Ook de beuken van de kruiskerk, een zwaar Romaansch gebouw met machtige tongewelven, zijn weder in hun ongerepten vorm voor het oog zichtbaar geworden: het wegbreken van eenige gebouwen, meedoogenloos tegen den zijgevel opgetrokken, en van een gang, die den dwarsbeuk bedorven had, bevrijdde de kerk aan de noordzijde van de laatste kluisters, die hare statige vormen omknelden.

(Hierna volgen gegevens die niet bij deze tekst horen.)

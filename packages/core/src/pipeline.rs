//! Transport seams.
//!
//! The SDK does not open sockets. A transport implements one of these traits
//! and is injected into an executor; `datacatalog-client` ships `reqwest`
//! implementations of both.
//!
//! Contract for implementors: send the request as given, return whatever the
//! service answered (any status) as a [`Response`], and report only failures
//! that produced no response as [`Error::Transport`]. Retrying, redirect
//! handling, and authentication are the transport's own business.

use async_trait::async_trait;

use crate::error::Error;
use crate::request::HttpRequest;
use crate::response::Response;

/// An asynchronous transport.
#[async_trait]
pub trait HttpPipeline: Send + Sync + 'static {
    async fn send(&self, request: HttpRequest) -> Result<Response, Error>;
}

/// A blocking transport. Calls block the current thread for the round trip.
pub trait BlockingPipeline: Send + Sync + 'static {
    fn send(&self, request: HttpRequest) -> Result<Response, Error>;
}
//! HTTP transports and ready-made clients for the data catalog SDK.
//!
//! `datacatalog` shapes requests and owns the calling conventions; this crate
//! supplies the I/O. It wires `reqwest` into the SDK's transport seams and
//! packages the result as [`CatalogClient`] (async) and
//! [`BlockingCatalogClient`].
//!
//! | Module | Purpose |
//! |--------|---------|
//! | [`config`] | [`ClientConfig`] from `CATALOG_*` environment variables |
//! | [`auth`] | [`TokenCredential`] and the static-token implementation |
//! | [`transport`] | [`ReqwestPipeline`] / [`BlockingReqwestPipeline`] |
//! | [`client`] | [`CatalogClient`], [`BlockingCatalogClient`], [`ClientBuilder`] |
//!
//! ```rust,ignore
//! let client = CatalogClient::from_env()?;
//! let graph = client
//!     .lineage()
//!     .get_lineage_graph(guid, LineageQuery::new(LineageDirection::Both).into())
//!     .send()
//!     .await?;
//! ```

pub mod auth;
pub mod client;
pub mod config;
pub mod transport;

pub use auth::{StaticTokenCredential, TokenCredential};
pub use client::{BlockingCatalogClient, CatalogClient, ClientBuilder};
pub use config::{ClientConfig, ConfigError};
pub use transport::{BlockingReqwestPipeline, ReqwestPipeline};
//! Type definitions and the bulk container.
//!
//! A definition's shape depends on its `category`. Rather than one struct per
//! category, [`TypeDef`] carries the fields shared by all of them plus the
//! category-specific ones as options, and keeps anything else in `extra`.

use std::fmt;
use std::str::FromStr;

use datacatalog::RequestOptions;
use serde::{Deserialize, Serialize};
use serde_json::{Map, Value};

/// The kind of a type definition.
#[derive(Debug, Clone, Copy, Serialize, Deserialize, PartialEq, Eq, Hash, PartialOrd, Ord)]
#[serde(rename_all = "SCREAMING_SNAKE_CASE")]
pub enum TypeCategory {
    Classification,
    Entity,
    Enum,
    Relationship,
    Struct,
    TermTemplate,
}

impl TypeCategory {
    pub const ALL: [TypeCategory; 6] = [
        TypeCategory::Classification,
        TypeCategory::Entity,
        TypeCategory::Enum,
        TypeCategory::Relationship,
        TypeCategory::Struct,
        TypeCategory::TermTemplate,
    ];

    /// Field name of this category's list in [`TypeDefs`], e.g. `"enumDefs"`.
    pub fn defs_key(&self) -> &'static str {
        match self {
            TypeCategory::Classification => "classificationDefs",
            TypeCategory::Entity => "entityDefs",
            TypeCategory::Enum => "enumDefs",
            TypeCategory::Relationship => "relationshipDefs",
            TypeCategory::Struct => "structDefs",
            TypeCategory::TermTemplate => "termTemplateDefs",
        }
    }

    /// Value of the `type` query filter, e.g. `"term_template"`.
    pub fn filter_value(&self) -> &'static str {
        match self {
            TypeCategory::Classification => "classification",
            TypeCategory::Entity => "entity",
            TypeCategory::Enum => "enum",
            TypeCategory::Relationship => "relationship",
            TypeCategory::Struct => "struct",
            TypeCategory::TermTemplate => "term_template",
        }
    }

    /// Inverse of [`filter_value`](Self::filter_value).
    pub fn from_filter_value(s: &str) -> Option<Self> {
        Self::ALL.into_iter().find(|c| c.filter_value() == s)
    }

    /// Wire form, e.g. `"TERM_TEMPLATE"`.
    pub fn as_str(&self) -> &'static str {
        match self {
            TypeCategory::Classification => "CLASSIFICATION",
            TypeCategory::Entity => "ENTITY",
            TypeCategory::Enum => "ENUM",
            TypeCategory::Relationship => "RELATIONSHIP",
            TypeCategory::Struct => "STRUCT",
            TypeCategory::TermTemplate => "TERM_TEMPLATE",
        }
    }
}

impl fmt::Display for TypeCategory {
    fn fmt(&self, f: &mut fmt::Formatter<'_>) -> fmt::Result {
        f.write_str(self.as_str())
    }
}

/// Accepts the wire form (`TERM_TEMPLATE`) or the filter form (`term_template`).
impl FromStr for TypeCategory {
    type Err = String;

    fn from_str(s: &str) -> Result<Self, Self::Err> {
        TypeCategory::ALL
            .into_iter()
            .find(|c| c.as_str() == s || c.filter_value() == s)
            .ok_or_else(|| {
                format!(
                    "unknown type category {s:?}; expected one of: \
                     classification, entity, enum, relationship, struct, term_template"
                )
            })
    }
}

/// One attribute of a struct-like definition.
#[derive(Debug, Clone, Default, Serialize, Deserialize, PartialEq)]
#[serde(rename_all = "camelCase")]
pub struct AttributeDef {
    pub name: String,

    pub type_name: String,

    /// `SINGLE`, `LIST`, or `SET`.
    #[serde(skip_serializing_if = "Option::is_none")]
    pub cardinality: Option<String>,

    #[serde(skip_serializing_if = "Option::is_none")]
    pub is_optional: Option<bool>,

    #[serde(skip_serializing_if = "Option::is_none")]
    pub is_unique: Option<bool>,

    #[serde(flatten)]
    pub extra: Map<String, Value>,
}

/// One value of an enum definition.
#[derive(Debug, Clone, Default, Serialize, Deserialize, PartialEq)]
#[serde(rename_all = "camelCase")]
pub struct EnumElementDef {
    pub value: String,

    #[serde(skip_serializing_if = "Option::is_none")]
    pub ordinal: Option<i64>,

    #[serde(skip_serializing_if = "Option::is_none")]
    pub description: Option<String>,

    #[serde(flatten)]
    pub extra: Map<String, Value>,
}

/// One end of a relationship definition.
#[derive(Debug, Clone, Default, Serialize, Deserialize, PartialEq)]
#[serde(rename_all = "camelCase")]
pub struct RelationshipEndDef {
    pub type_name: String,

    pub name: String,

    #[serde(skip_serializing_if = "Option::is_none")]
    pub cardinality: Option<String>,

    #[serde(skip_serializing_if = "Option::is_none")]
    pub is_container: Option<bool>,

    #[serde(skip_serializing_if = "Option::is_none")]
    pub is_legacy_attribute: Option<bool>,

    #[serde(skip_serializing_if = "Option::is_none")]
    pub description: Option<String>,

    #[serde(flatten)]
    pub extra: Map<String, Value>,
}

/// A type definition of any category.
///
/// Lists are `None` when the service left them out and `Some(vec![])` when
/// it sent them empty, so a definition re-encodes exactly as received.
#[derive(Debug, Clone, Default, Serialize, Deserialize, PartialEq)]
#[serde(rename_all = "camelCase")]
pub struct TypeDef {
    #[serde(skip_serializing_if = "Option::is_none")]
    pub category: Option<TypeCategory>,

    #[serde(skip_serializing_if = "Option::is_none")]
    pub guid: Option<String>,

    pub name: String,

    #[serde(skip_serializing_if = "Option::is_none")]
    pub description: Option<String>,

    #[serde(skip_serializing_if = "Option::is_none")]
    pub type_version: Option<String>,

    #[serde(skip_serializing_if = "Option::is_none")]
    pub attribute_defs: Option<Vec<AttributeDef>>,

    #[serde(skip_serializing_if = "Option::is_none")]
    pub super_types: Option<Vec<String>>,

    /// Enum definitions only.
    #[serde(skip_serializing_if = "Option::is_none")]
    pub element_defs: Option<Vec<EnumElementDef>>,

    /// Relationship definitions only.
    #[serde(skip_serializing_if = "Option::is_none")]
    pub end_def1: Option<RelationshipEndDef>,

    /// Relationship definitions only.
    #[serde(skip_serializing_if = "Option::is_none")]
    pub end_def2: Option<RelationshipEndDef>,

    /// Relationship definitions only: `ASSOCIATION`, `AGGREGATION`, or
    /// `COMPOSITION`.
    #[serde(skip_serializing_if = "Option::is_none")]
    pub relationship_category: Option<String>,

    #[serde(flatten)]
    pub extra: Map<String, Value>,
}

impl TypeDef {
    pub fn new(category: TypeCategory, name: impl Into<String>) -> Self {
        Self {
            category: Some(category),
            name: name.into(),
            ..Default::default()
        }
    }
}

/// The bulk container used by get-all, create, update, and delete.
///
/// Lists the service did not send stay `None`. Container keys this type
/// does not name (`businessMetadataDefs`, ...) are kept in `extra`.
#[derive(Debug, Clone, Default, Serialize, Deserialize, PartialEq)]
#[serde(rename_all = "camelCase")]
pub struct TypeDefs {
    #[serde(skip_serializing_if = "Option::is_none")]
    pub classification_defs: Option<Vec<TypeDef>>,

    #[serde(skip_serializing_if = "Option::is_none")]
    pub entity_defs: Option<Vec<TypeDef>>,

    #[serde(skip_serializing_if = "Option::is_none")]
    pub enum_defs: Option<Vec<TypeDef>>,

    #[serde(skip_serializing_if = "Option::is_none")]
    pub relationship_defs: Option<Vec<TypeDef>>,

    #[serde(skip_serializing_if = "Option::is_none")]
    pub struct_defs: Option<Vec<TypeDef>>,

    #[serde(skip_serializing_if = "Option::is_none")]
    pub term_template_defs: Option<Vec<TypeDef>>,

    #[serde(flatten)]
    pub extra: Map<String, Value>,
}

impl TypeDefs {
    fn list(&self, category: TypeCategory) -> &Option<Vec<TypeDef>> {
        match category {
            TypeCategory::Classification => &self.classification_defs,
            TypeCategory::Entity => &self.entity_defs,
            TypeCategory::Enum => &self.enum_defs,
            TypeCategory::Relationship => &self.relationship_defs,
            TypeCategory::Struct => &self.struct_defs,
            TypeCategory::TermTemplate => &self.term_template_defs,
        }
    }

    /// Definitions of `category`; empty when the list is absent.
    pub fn defs(&self, category: TypeCategory) -> &[TypeDef] {
        self.list(category).as_deref().unwrap_or_default()
    }

    /// The list for `category`, created empty if it was absent.
    pub fn defs_mut(&mut self, category: TypeCategory) -> &mut Vec<TypeDef> {
        let list = match category {
            TypeCategory::Classification => &mut self.classification_defs,
            TypeCategory::Entity => &mut self.entity_defs,
            TypeCategory::Enum => &mut self.enum_defs,
            TypeCategory::Relationship => &mut self.relationship_defs,
            TypeCategory::Struct => &mut self.struct_defs,
            TypeCategory::TermTemplate => &mut self.term_template_defs,
        };
        list.get_or_insert_with(Vec::new)
    }

    /// Add `def` to the list for its category. Definitions without a
    /// category go to `entityDefs`.
    pub fn push(&mut self, def: TypeDef) {
        let category = def.category.unwrap_or(TypeCategory::Entity);
        self.defs_mut(category).push(def);
    }

    /// Every definition with the category of the list it sits in.
    pub fn iter(&self) -> impl Iterator<Item = (TypeCategory, &TypeDef)> {
        TypeCategory::ALL
            .into_iter()
            .flat_map(move |c| self.defs(c).iter().map(move |d| (c, d)))
    }

    /// Find a definition by name in any list.
    pub fn find(&self, name: &str) -> Option<(TypeCategory, &TypeDef)> {
        self.iter().find(|(_, d)| d.name == name)
    }

    pub fn len(&self) -> usize {
        TypeCategory::ALL.iter().map(|c| self.defs(*c).len()).sum()
    }

    pub fn is_empty(&self) -> bool {
        self.len() == 0
    }
}

impl FromIterator<TypeDef> for TypeDefs {
    fn from_iter<I: IntoIterator<Item = TypeDef>>(iter: I) -> Self {
        let mut defs = TypeDefs::default();
        for def in iter {
            defs.push(def);
        }
        defs
    }
}

/// Entry of `listTypeDefinitionHeaders`.
#[derive(Debug, Clone, Serialize, Deserialize, PartialEq)]
#[serde(rename_all = "camelCase")]
pub struct TypeDefHeader {
    pub category: TypeCategory,
    pub guid: String,
    pub name: String,

    #[serde(flatten)]
    pub extra: Map<String, Value>,
}

/// Query parameters for `getAllTypeDefinitions` and
/// `listTypeDefinitionHeaders`.
#[derive(Debug, Clone, Default, PartialEq, Eq)]
pub struct TypesQuery {
    /// Include term templates. The service leaves them out by default.
    pub include_term_template: Option<bool>,
    /// Only definitions of this category.
    pub category: Option<TypeCategory>,
}

impl From<TypesQuery> for RequestOptions {
    fn from(q: TypesQuery) -> Self {
        RequestOptions::new()
            .query_param_opt("includeTermTemplate", q.include_term_template)
            .query_param_opt("type", q.category.map(|c| c.filter_value()))
    }
}

#[cfg(test)]
mod tests {
    use super::*;
    use serde_json::json;

    #[test]
    fn container_sorts_defs_by_category() {
        let defs: TypeDefs = [
            TypeDef::new(TypeCategory::Enum, "Colors"),
            TypeDef::new(TypeCategory::Entity, "dataset"),
            TypeDef::new(TypeCategory::TermTemplate, "Glossary1"),
        ]
        .into_iter()
        .collect();
        assert_eq!(defs.len(), 3);
        assert_eq!(defs.defs(TypeCategory::Enum)[0].name, "Colors");
        assert!(defs.defs(TypeCategory::Struct).is_empty());
        assert_eq!(defs.find("Glossary1").unwrap().0, TypeCategory::TermTemplate);

        let json = serde_json::to_value(&defs).unwrap();
        assert!(json.get("structDefs").is_none());
        assert_eq!(json["termTemplateDefs"][0]["category"], "TERM_TEMPLATE");
    }

    #[test]
    fn relationship_def_roundtrip_keeps_extra() {
        let raw = json!({
            "category": "RELATIONSHIP",
            "name": "table_columns",
            "relationshipCategory": "COMPOSITION",
            "endDef1": {"typeName": "table", "name": "columns", "cardinality": "SET", "isContainer": true},
            "endDef2": {"typeName": "column", "name": "table", "cardinality": "SINGLE"},
            "propagateTags": "NONE"
        });
        let def: TypeDef = serde_json::from_value(raw.clone()).unwrap();
        assert_eq!(def.end_def1.as_ref().unwrap().name, "columns");
        assert_eq!(def.extra["propagateTags"], "NONE");
        assert_eq!(serde_json::to_value(&def).unwrap(), raw);
    }

    #[test]
    fn category_forms() {
        assert_eq!("term_template".parse::<TypeCategory>(), Ok(TypeCategory::TermTemplate));
        assert_eq!("ENUM".parse::<TypeCategory>(), Ok(TypeCategory::Enum));
        assert_eq!(TypeCategory::from_filter_value("struct"), Some(TypeCategory::Struct));
        assert!("array".parse::<TypeCategory>().is_err());
    }

    #[test]
    fn types_query() {
        let opts: RequestOptions = TypesQuery {
            include_term_template: Some(true),
            category: Some(TypeCategory::TermTemplate),
        }
        .into();
        assert_eq!(opts.get_query("type"), Some("term_template"));
        assert_eq!(opts.get_query("includeTermTemplate"), Some("true"));
    }

    #[test]
    fn empty_lists_survive_round_trip() {
        let raw = json!({
            "category": "ENTITY",
            "name": "x",
            "attributeDefs": [],
            "superTypes": []
        });
        let def: TypeDef = serde_json::from_value(raw.clone()).unwrap();
        assert_eq!(def.attribute_defs, Some(vec![]));
        assert_eq!(def.element_defs, None);
        assert_eq!(serde_json::to_value(&def).unwrap(), raw);
    }

    #[test]
    fn container_keeps_unknown_lists() {
        let raw = json!({
            "entityDefs": [{"name": "x"}],
            "enumDefs": [],
            "businessMetadataDefs": [{"name": "bm"}]
        });
        let defs: TypeDefs = serde_json::from_value(raw.clone()).unwrap();
        assert_eq!(defs.len(), 1);
        assert_eq!(defs.enum_defs, Some(vec![]));
        assert_eq!(defs.extra["businessMetadataDefs"][0]["name"], "bm");
        assert_eq!(serde_json::to_value(&defs).unwrap(), raw);
    }

    #[test]
    fn nested_defs_keep_unknown_fields() {
        let raw = json!({
            "category": "ENUM",
            "name": "Colors",
            "elementDefs": [{"value": "RED", "ordinal": 0, "displayName": "Red"}]
        });
        let def: TypeDef = serde_json::from_value(raw.clone()).unwrap();
        let elements = def.element_defs.as_deref().unwrap();
        assert_eq!(elements[0].extra["displayName"], "Red");
        assert_eq!(serde_json::to_value(&def).unwrap(), raw);

        let end = json!({"typeName": "table", "name": "columns", "isOptional": true});
        let parsed: RelationshipEndDef = serde_json::from_value(end.clone()).unwrap();
        assert_eq!(serde_json::to_value(&parsed).unwrap(), end);
    }

    #[test]
    fn header_keeps_unknown_fields() {
        let raw = json!({"category": "ENUM", "guid": "g1", "name": "Colors", "serviceType": "atlas"});
        let header: TypeDefHeader = serde_json::from_value(raw.clone()).unwrap();
        assert_eq!(serde_json::to_value(&header).unwrap(), raw);
    }
}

Een nieuwe, ruime kruisgang, streng in stijl gehouden, werd op eenigen afstand gebouwd: die bouw was de slotarbeid der grootsche restauratie van Rolduc's abdij-kerk.
Op den heuveltop van Cloosterrade, nabij het dal van de Worms, te midden van zwaar geboomte, dat u hier en daar den vrijen blik gunt op een panorama van vele uren in omtrek, verrijst dus, als vóór vele eeuwen, het kunstwerk van den Vlaamschen vrome, een sieraad van menschenhand in de schoone natuur van het liefelijke landschap. Nederland is weer een gedenkteeken rijker uit dien tijd van grootsche kunstgedachten, stoute conceptiën en meesterlijke uitvoering. Het ligt in den uitersten uithoek van ons land, voor velen onbereikbaar, omdat hun de aanleiding ontbreekt tot een bezoek aan eene landstreek zoo geheel buiten den toeristen-koers gelegen. Het zij zoo, maar niets belet den bewonderaar van de architectuur der Middeleeuwen zich in de stille binnenkamer te onthalen op de bezichtiging en lezing van ‘Rolduc in woord en beeld’ en in gedachte zijn gelukwensch te bieden aan de mannen, die de restauratie ontwierpen en uitvoerden, en die ten slotte nog door de uitgave van zulk een fraai gedenkboek hun werk bekroonden.
En nu, de school?
Indien gij deze regelen uwe belangstelling geschonken hebt, wil dan bedenken, lezer, dat ik u van de abdij zou spreken, niet van de school. Maar dit eene zij hier toch aan toegevoegd: zoo ik van die school iets te haren nadeele te verzwijgen had, zou ik ook gezwegen hebben over de eerwaardige muren, die haar herbergen.